Let $\mathbb{I}$ and $\mathbb{J}$ be open intervals, and the functions $f:\mathbb{I} \to R$ and $h:\mathbb{J}\to R$ have the property that $h(\mathbb{J}) \subset \mathbb{I}$, so the composition $f\circ h :\mathbb{J} \to R$ is defined. Show that if the following conditions are true
- $x_o$ is in $\mathbb{J}$
- $h$ is continuous at $x_o$
- $h(x)\neq h(x_o)$ if $x \neq x_o$
- $f$ is differentiable at $h(x_o)$
then
$\lim_{x\to x_0} \frac{f(h(x)) - f(h(x_o))}{h(x) - h(x_o)} = f'(h(x_o)).$
Proof I found:
Let $y = h(x)$ and $y_o = h(x_0)$. Then $\lim_{x\ \rightarrow x_o} \frac{f(h(x)) - f(h(x_o))}{h(x) - h(x_o)} = \lim_{y\ \rightarrow y_o} \frac{f(y) - f(y_o)}{y - y_o}.$
But by continuity of $h$, as $x$ $\rightarrow$ $x_o$, $h(x)$ $\rightarrow$ $h(x_o)$ or $y$ $\rightarrow$ $y_o$. Using this fact and the differentiability of $f$, we have
$\lim_{y\ \rightarrow y_o} \frac{f(y) - f(y_o)}{y - y_o} = f’(y_o) = f’(h(x_o)).$
$Q.E.D.$
This seems vastly too simple compared to the torrent of information given in the question, but if this proof works, that brings me to my second question related to the question immediately following this one.
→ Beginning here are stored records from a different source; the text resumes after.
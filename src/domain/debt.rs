use super::billing::MinimumDueRule;
use super::money::{InterestRate, Money};
use crate::error::{PlannerError, Result};
use chrono::NaiveDate;
use rust_decimal::Decimal;
use serde::{Deserialize, Serialize};

/// A liability as supplied by the account data store.
///
/// Field names follow snake_case; the camelCase spellings used by the
/// application front end are accepted as aliases.
#[derive(Debug, Clone, PartialEq, Serialize, Deserialize)]
pub struct Debt {
    pub id: String,
    #[serde(default, skip_serializing_if = "Option::is_none")]
    pub name: Option<String>,
    /// Principal still outstanding.
    #[serde(alias = "remainingAmount")]
    pub remaining_amount: Money,
    /// Annual percentage rate.
    #[serde(alias = "interestRate")]
    pub interest_rate: InterestRate,
    /// Baseline payment owed each month.
    #[serde(
        default,
        alias = "minimumPayment",
        alias = "monthlyPayment",
        alias = "monthly_payment",
        skip_serializing_if = "Option::is_none"
    )]
    pub minimum_payment: Option<Money>,
    /// Original principal.
    #[serde(
        default,
        alias = "totalAmount",
        skip_serializing_if = "Option::is_none"
    )]
    pub total_amount: Option<Money>,
    #[serde(
        default,
        alias = "dueDate",
        alias = "nextPaymentDate",
        alias = "next_payment_date",
        skip_serializing_if = "Option::is_none"
    )]
    pub due_date: Option<NaiveDate>,
}

impl Debt {
    pub fn new(
        id: impl Into<String>,
        remaining_amount: Decimal,
        interest_rate: Decimal,
        minimum_payment: Decimal,
    ) -> Self {
        Self {
            id: id.into(),
            name: None,
            remaining_amount: Money::new(remaining_amount),
            interest_rate: InterestRate::new(interest_rate),
            minimum_payment: Some(Money::new(minimum_payment)),
            total_amount: None,
            due_date: None,
        }
    }

    pub fn with_name(mut self, name: impl Into<String>) -> Self {
        self.name = Some(name.into());
        self
    }

    pub fn with_total_amount(mut self, total: Decimal) -> Self {
        self.total_amount = Some(Money::new(total));
        self
    }

    pub fn with_due_date(mut self, due_date: NaiveDate) -> Self {
        self.due_date = Some(due_date);
        self
    }

    pub fn is_paid_off(&self) -> bool {
        self.remaining_amount.is_zero()
    }

    /// Checks the numeric sanity of the record.
    ///
    /// Amounts must lie within `0..=Money::MAX` and the rate within
    /// `0..=InterestRate::MAX`.
    pub fn validate(&self) -> Result<()> {
        if self.id.trim().is_empty() {
            return Err(PlannerError::invalid_argument("debt id must not be empty"));
        }
        self.check_amount(Some(self.remaining_amount), "remaining amount")?;
        self.check_amount(self.minimum_payment, "minimum payment")?;
        self.check_amount(self.total_amount, "total amount")?;

        let rate = self.interest_rate;
        if rate.annual_percent() < Decimal::ZERO {
            return Err(PlannerError::invalid(
                &self.id,
                "interest rate must not be negative",
            ));
        }
        if rate > InterestRate::MAX {
            return Err(PlannerError::invalid(
                &self.id,
                format!("interest rate must not exceed {}", InterestRate::MAX),
            ));
        }
        Ok(())
    }

    fn check_amount(&self, amount: Option<Money>, what: &str) -> Result<()> {
        match amount {
            Some(a) if a.is_negative() => Err(PlannerError::invalid(
                &self.id,
                format!("{what} must not be negative"),
            )),
            Some(a) if a.exceeds_max() => Err(PlannerError::invalid(
                &self.id,
                format!("{what} must not exceed {}", Money::MAX),
            )),
            _ => Ok(()),
        }
    }

    /// The payment the debt requires each month.
    ///
    /// A record without a minimum falls back to `rule` when one is configured.
    pub fn required_payment(&self, rule: Option<&MinimumDueRule>, scale: u32) -> Result<Money> {
        match (self.minimum_payment, rule) {
            (Some(minimum), _) => Ok(minimum),
            (None, Some(rule)) => {
                Ok(rule.minimum_due(self.remaining_amount, self.interest_rate, scale))
            }
            (None, None) => Err(PlannerError::invalid(
                &self.id,
                "minimum payment is required",
            )),
        }
    }

    /// Share of the original principal already repaid, as a percentage.
    pub fn progress_percent(&self) -> Option<Decimal> {
        let total = self.total_amount?;
        if total.is_zero() {
            return None;
        }
        let paid = total.saturating_sub(self.remaining_amount);
        Some((paid.value() * Decimal::ONE_HUNDRED / total.value()).round_dp(2))
    }
}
It says “Use exercise 6 to show that if $f: \mathbb{R} \rightarrow \mathbb{R}$ is differentiable at $x_o$ = 1, then...” and I will post a picture because I do not wish to retype it all with LaTeX. http://oi47.tinypic.com/2nb93zb.jpg
Basically, I struggled to understand the first question but when I finally did, the solution seemed trivial and I suspect this second question will be the same way, but I have no idea what they are asking for, nor do I see how I can use this first proof. I would greatly appreciate any insight.